WHAT YOU NEED TO DO: What lines in the listing below hold the string "processing"? Please copy them out.

DATA SHOWN:

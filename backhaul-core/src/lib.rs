//! backhaul core: store-and-forward telemetry relay
//!
//! Lets a resource-constrained device reliably publish telemetry records to
//! a remote, intermittently-reachable data store. The heart of the crate is
//! a fixed-capacity FIFO retry queue drained at most one record per external
//! tick, with age-based backoff, oldest-first eviction on overflow and
//! per-record retry bookkeeping.
//!
//! # Architecture
//!
//! ```text
//! ┌──────────────────────────────────────────────────┐
//! │            backhaul-core (this crate)            │
//! │  UplinkRelay = RetryQueue + RetrySchedule +      │
//! │                DiagBank, over Uplink/TickSource  │
//! └────────────────┬─────────────────────────────────┘
//!                  │
//!      ┌───────────┴────────────┐
//!      │                        │
//!      ▼                        ▼
//! ┌──────────────────┐   ┌─────────────────────┐
//! │ tokio adapter    │   │ firmware integration │
//! │ (std)            │   │ (no_std)             │
//! └──────────────────┘   └─────────────────────┘
//! ```
//!
//! The environment injects two capabilities: a monotonic logical clock
//! ([`TickSource`]) and a synchronous write capability ([`Uplink`]). The
//! relay exposes [`enqueue`](UplinkRelay::enqueue) to producers and
//! [`drain_once`](UplinkRelay::drain_once) to the periodic tick driver.
//!
//! # Scheduling model
//!
//! Single-threaded cooperative: enqueue and drain run on one logical thread
//! with no preemption during an operation, so no locks are needed. Neither
//! call blocks; the injected write capability must itself be bounded-time.
//! A drain performs at most one write attempt, keeping worst-case per-tick
//! work O(1).
//!
//! # Delivery guarantees (and non-guarantees)
//!
//! The design trades guaranteed delivery for bounded memory and bounded
//! per-tick latency: a full queue evicts its oldest record, a record that
//! exhausts its retry budget is dropped, and the queue is memory-resident —
//! lost on restart by design. All losses are visible through the
//! [`DiagBank`] counters; none is fatal to the process.
//!
//! # Example
//!
//! ```rust,ignore
//! use backhaul_core::{UplinkRelay, DrainOutcome};
//!
//! let mut relay: UplinkRelay<MyRadio, MyClock> = UplinkRelay::new(radio, clock);
//!
//! // From any event handler:
//! relay.enqueue("/device7/events/1812", "{\"soc\":71}")?;
//!
//! // Once per periodic tick (~10 s):
//! if relay.drain_once().acted() {
//!     // a record was sent, dropped or backed off
//! }
//! ```
//!
//! # Feature flags
//!
//! - `std` (default): rich error messages via `thiserror`
//! - `tracing`: structured logging on std/edge targets
//! - `defmt`: deferred-format logging on embedded targets
//! - `serde`: (de)serialization of schedules and diagnostics snapshots

#![cfg_attr(not(feature = "std"), no_std)]

pub mod backoff;
pub mod diag;
mod error;
pub mod link;
pub mod queue;
pub mod relay;

// Public API exports
pub use backoff::{RetrySchedule, MAX_RETRIES};
pub use diag::{DiagBank, DiagEvent, DiagSnapshot};
pub use error::{RelayError, RelayResult};
pub use link::{PublishError, Tick, TickSource, Uplink};
pub use queue::{QueuedRecord, RetryQueue, DEFAULT_CAPACITY, MAX_DEST_LEN, MAX_PAYLOAD_LEN};
pub use relay::{DrainOutcome, PublishPath, UplinkRelay};
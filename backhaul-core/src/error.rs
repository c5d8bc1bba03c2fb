//! Error handling for backhaul core operations
//!
//! A single error enum covers everything the relay can refuse to do. Both
//! variants are caller-visible rejections at enqueue time: the record never
//! entered the queue and the caller must shorten or drop the data itself.
//! Delivery failures are not errors — they are outcomes of the drain loop
//! (see [`DrainOutcome`](crate::relay::DrainOutcome)) and feed the backoff
//! machinery instead of propagating upward.
//!
//! With the `std` feature the enum derives `thiserror::Error` for rich
//! messages; no_std builds get compact `defmt` formatting instead.

#[cfg(feature = "std")]
use thiserror::Error;

/// Result alias for fallible relay operations
pub type RelayResult<T> = Result<T, RelayError>;

/// Errors surfaced by the relay's public operations
///
/// Oversize rejections are deliberate: a truncated destination path would
/// address the wrong node and a truncated payload would corrupt structured
/// content, so neither is ever shortened on the caller's behalf.
#[derive(Debug, Clone, Copy, PartialEq, Eq)]
#[cfg_attr(feature = "std", derive(Error))]
#[cfg_attr(feature = "defmt", derive(defmt::Format))]
pub enum RelayError {
    /// Destination path exceeds the fixed slot bound
    #[cfg_attr(
        feature = "std",
        error("destination too long: {len} bytes (limit {max})")
    )]
    DestinationTooLong { len: usize, max: usize },

    /// Serialized payload exceeds the fixed slot bound
    #[cfg_attr(
        feature = "std",
        error("payload too large: {len} bytes (limit {max})")
    )]
    PayloadTooLarge { len: usize, max: usize },
}
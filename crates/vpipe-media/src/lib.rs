//! FFmpeg CLI wrapper for HLS transcoding.
//!
//! This crate provides:
//! - Type-safe FFmpeg command building
//! - Progress parsing from `-progress pipe:2`
//! - Source probing with rotation-aware display dimensions
//! - Per-tier HLS encoding and master playlist generation
//! - Thumbnail extraction
//! - The [`Transcoder`] seam used by the worker

pub mod command;
pub mod error;
pub mod hls;
pub mod probe;
pub mod progress;
pub mod thumbnail;
pub mod transcoder;
pub mod workdir;

pub use command::{check_ffmpeg, check_ffprobe, FfmpegCommand, FfmpegRunner};
pub use error::{MediaError, MediaResult};
pub use hls::{encode_rendition, render_master_playlist, write_master_playlist, Rendition};
pub use probe::{probe_video, VideoInfo};
pub use progress::FfmpegProgress;
pub use thumbnail::generate_thumbnail;
pub use transcoder::{FfmpegTranscoder, TranscodeConfig, TranscodeOutput, TranscodeRequest, Transcoder};
pub use workdir::OutputDir;
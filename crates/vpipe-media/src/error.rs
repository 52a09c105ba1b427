//! Error types for media operations.

use std::path::PathBuf;
use thiserror::Error;

/// Result type for media operations.
pub type MediaResult<T> = Result<T, MediaError>;

/// Errors that can occur during media processing.
#[derive(Debug, Error)]
pub enum MediaError {
    #[error("FFmpeg not found in PATH")]
    FfmpegNotFound,

    #[error("FFprobe not found in PATH")]
    FfprobeNotFound,

    #[error("FFmpeg command failed: {message}")]
    FfmpegFailed {
        message: String,
        stderr: Option<String>,
        exit_code: Option<i32>,
    },

    #[error("FFprobe command failed: {message}")]
    FfprobeFailed {
        message: String,
        stderr: Option<String>,
    },

    #[error("File not found: {0}")]
    FileNotFound(PathBuf),

    #[error("IO error: {0}")]
    Io(#[from] std::io::Error),

    #[error("JSON parse error: {0}")]
    JsonParse(#[from] serde_json::Error),

    #[error("Invalid video file: {0}")]
    InvalidVideo(String),

    #[error("Video duration {actual:.1}s exceeds maximum of {max:.0}s")]
    DurationExceeded { actual: f64, max: f64 },

    #[error("Manifest incomplete: {0}")]
    ManifestIncomplete(String),

    #[error("Internal error: {0}")]
    Internal(String),
}

impl MediaError {
    /// Create an FFmpeg failure error.
    pub fn ffmpeg_failed(
        message: impl Into<String>,
        stderr: Option<String>,
        exit_code: Option<i32>,
    ) -> Self {
        Self::FfmpegFailed {
            message: message.into(),
            stderr,
            exit_code,
        }
    }

    /// Create an invalid video error.
    pub fn invalid_video(message: impl Into<String>) -> Self {
        Self::InvalidVideo(message.into())
    }

    /// Create a manifest incomplete error.
    pub fn manifest_incomplete(message: impl Into<String>) -> Self {
        Self::ManifestIncomplete(message.into())
    }

    /// Create an internal error.
    pub fn internal(message: impl Into<String>) -> Self {
        Self::Internal(message.into())
    }

    /// Human-readable message suitable for the video record.
    ///
    /// FFmpeg failures carry the last stderr lines when available.
    pub fn user_message(&self) -> String {
        match self {
            MediaError::FfmpegFailed {
                message,
                stderr: Some(stderr),
                ..
            } if !stderr.trim().is_empty() => {
                let last = stderr.lines().rev().find(|l| !l.trim().is_empty()).unwrap_or("");
                format!("FFmpeg command failed: {}: {}", message, last.trim())
            }
            other => other.to_string(),
        }
    }
}
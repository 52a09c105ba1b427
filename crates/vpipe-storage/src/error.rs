//! Storage error types.

use thiserror::Error;

/// Result type for storage operations.
pub type StorageResult<T> = Result<T, StorageError>;

/// Errors that can occur during storage operations.
#[derive(Debug, Error)]
pub enum StorageError {
    #[error("Failed to configure storage client: {0}")]
    ConfigError(String),

    #[error("Object not found: {0}")]
    NotFound(String),

    #[error("Upload failed: {0}")]
    UploadFailed(String),

    #[error("Download failed: {0}")]
    DownloadFailed(String),

    #[error("Delete failed: {0}")]
    DeleteFailed(String),

    #[error("Invalid key: {0}")]
    InvalidKey(String),

    #[error("IO error: {0}")]
    Io(#[from] std::io::Error),

    #[error("AWS SDK error: {0}")]
    AwsSdk(String),
}

impl StorageError {
    pub fn config_error(msg: impl Into<String>) -> Self {
        Self::ConfigError(msg.into())
    }

    pub fn not_found(key: impl Into<String>) -> Self {
        Self::NotFound(key.into())
    }

    pub fn upload_failed(msg: impl Into<String>) -> Self {
        Self::UploadFailed(msg.into())
    }

    pub fn download_failed(msg: impl Into<String>) -> Self {
        Self::DownloadFailed(msg.into())
    }

    pub fn delete_failed(msg: impl Into<String>) -> Self {
        Self::DeleteFailed(msg.into())
    }

    /// Network or service-side failure that may succeed on another attempt.
    pub fn is_transient(&self) -> bool {
        matches!(
            self,
            StorageError::UploadFailed(_)
                | StorageError::DownloadFailed(_)
                | StorageError::DeleteFailed(_)
                | StorageError::AwsSdk(_)
                | StorageError::Io(_)
        )
    }
}
//! Shared data models for the vpipe transcoding pipeline.
//!
//! This crate provides Serde-serializable types for:
//! - Video records and their processing status
//! - Transcode job messages carried on the queue
//! - The rendition ladder and encoding constants
//! - Autoscaling metrics and batch worker jobs

pub mod encoding;
pub mod job;
pub mod scaling;
pub mod video;

// Re-export common types
pub use encoding::{EncodingProfile, RenditionTier};
pub use job::{JobValidationError, TranscodeJob};
pub use scaling::{BatchJob, BatchJobStatus, ScaleAction, ScaleActionKind, ScalingMetrics};
pub use video::{Orientation, ReadyUpdate, VideoId, VideoRecord, VideoStatus};
//! Firestore error types.

use thiserror::Error;

/// Result type for Firestore operations.
pub type FirestoreResult<T> = Result<T, FirestoreError>;

/// Default backoff when Firestore answers 429 without a hint.
const RATE_LIMIT_BACKOFF_MS: u64 = 1000;

/// Errors that can occur during Firestore operations.
#[derive(Debug, Error)]
pub enum FirestoreError {
    #[error("Authentication failed: {0}")]
    AuthError(String),

    #[error("Document not found: {0}")]
    NotFound(String),

    #[error("Document already exists: {0}")]
    AlreadyExists(String),

    #[error("Permission denied: {0}")]
    PermissionDenied(String),

    #[error("Request failed: {0}")]
    RequestFailed(String),

    #[error("Server error ({status}): {message}")]
    ServerError { status: u16, message: String },

    #[error("Invalid response: {0}")]
    InvalidResponse(String),

    #[error("Rate limited, retry after {0}ms")]
    RateLimited(u64),

    #[error("Network error: {0}")]
    Network(#[from] reqwest::Error),

    #[error("JSON error: {0}")]
    Json(#[from] serde_json::Error),

    #[error("Precondition failed: {0}")]
    PreconditionFailed(String),
}

impl FirestoreError {
    pub fn auth_error(msg: impl Into<String>) -> Self {
        Self::AuthError(msg.into())
    }

    pub fn not_found(path: impl Into<String>) -> Self {
        Self::NotFound(path.into())
    }

    pub fn request_failed(msg: impl Into<String>) -> Self {
        Self::RequestFailed(msg.into())
    }

    pub fn invalid_response(msg: impl Into<String>) -> Self {
        Self::InvalidResponse(msg.into())
    }

    /// Map an unsuccessful HTTP status to an error.
    pub fn from_http_status(status: u16, message: impl Into<String>) -> Self {
        let message = message.into();
        match status {
            401 => Self::AuthError(message),
            403 => Self::PermissionDenied(message),
            404 => Self::NotFound(message),
            409 => Self::AlreadyExists(message),
            412 => Self::PreconditionFailed(message),
            429 => Self::RateLimited(RATE_LIMIT_BACKOFF_MS),
            500..=599 => Self::ServerError { status, message },
            _ => Self::RequestFailed(message),
        }
    }

    /// HTTP status this error corresponds to, for metrics.
    pub fn http_status(&self) -> Option<u16> {
        match self {
            FirestoreError::AuthError(_) => Some(401),
            FirestoreError::PermissionDenied(_) => Some(403),
            FirestoreError::NotFound(_) => Some(404),
            FirestoreError::AlreadyExists(_) => Some(409),
            FirestoreError::PreconditionFailed(_) => Some(412),
            FirestoreError::RateLimited(_) => Some(429),
            FirestoreError::ServerError { status, .. } => Some(*status),
            FirestoreError::Network(e) => e.status().map(|s| s.as_u16()),
            _ => None,
        }
    }

    /// Backoff requested by the server, if any.
    pub fn retry_after_ms(&self) -> Option<u64> {
        match self {
            FirestoreError::RateLimited(ms) => Some(*ms),
            _ => None,
        }
    }

    /// Check if error is retryable.
    pub fn is_retryable(&self) -> bool {
        matches!(
            self,
            FirestoreError::Network(_)
                | FirestoreError::RateLimited(_)
                | FirestoreError::ServerError { .. }
        )
    }
}
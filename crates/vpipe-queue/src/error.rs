//! Queue error types.

use thiserror::Error;

pub type QueueResult<T> = Result<T, QueueError>;

#[derive(Debug, Error)]
pub enum QueueError {
    #[error("Connection failed: {0}")]
    ConnectionFailed(String),

    #[error("Enqueue failed: {0}")]
    EnqueueFailed(String),

    #[error("Queue {stream} already declared with different arguments: {details}")]
    IncompatibleArguments { stream: String, details: String },

    #[error("Topology declaration failed: {0}")]
    Topology(String),

    #[error("Redis error: {0}")]
    Redis(#[from] redis::RedisError),

    #[error("JSON error: {0}")]
    Json(#[from] serde_json::Error),
}

impl QueueError {
    pub fn connection_failed(msg: impl Into<String>) -> Self {
        Self::ConnectionFailed(msg.into())
    }

    pub fn enqueue_failed(msg: impl Into<String>) -> Self {
        Self::EnqueueFailed(msg.into())
    }

    pub fn topology(msg: impl Into<String>) -> Self {
        Self::Topology(msg.into())
    }

    /// Whether the broker connection is gone and a reconnect is needed.
    pub fn is_connection_error(&self) -> bool {
        match self {
            Self::ConnectionFailed(_) => true,
            Self::Redis(e) => {
                e.is_io_error() || e.is_connection_dropped() || e.is_connection_refusal() || e.is_timeout()
            }
            _ => false,
        }
    }
}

YOUR SOLUTION:
/// Errors that can occur during media processing.
//! - Video records and their processing status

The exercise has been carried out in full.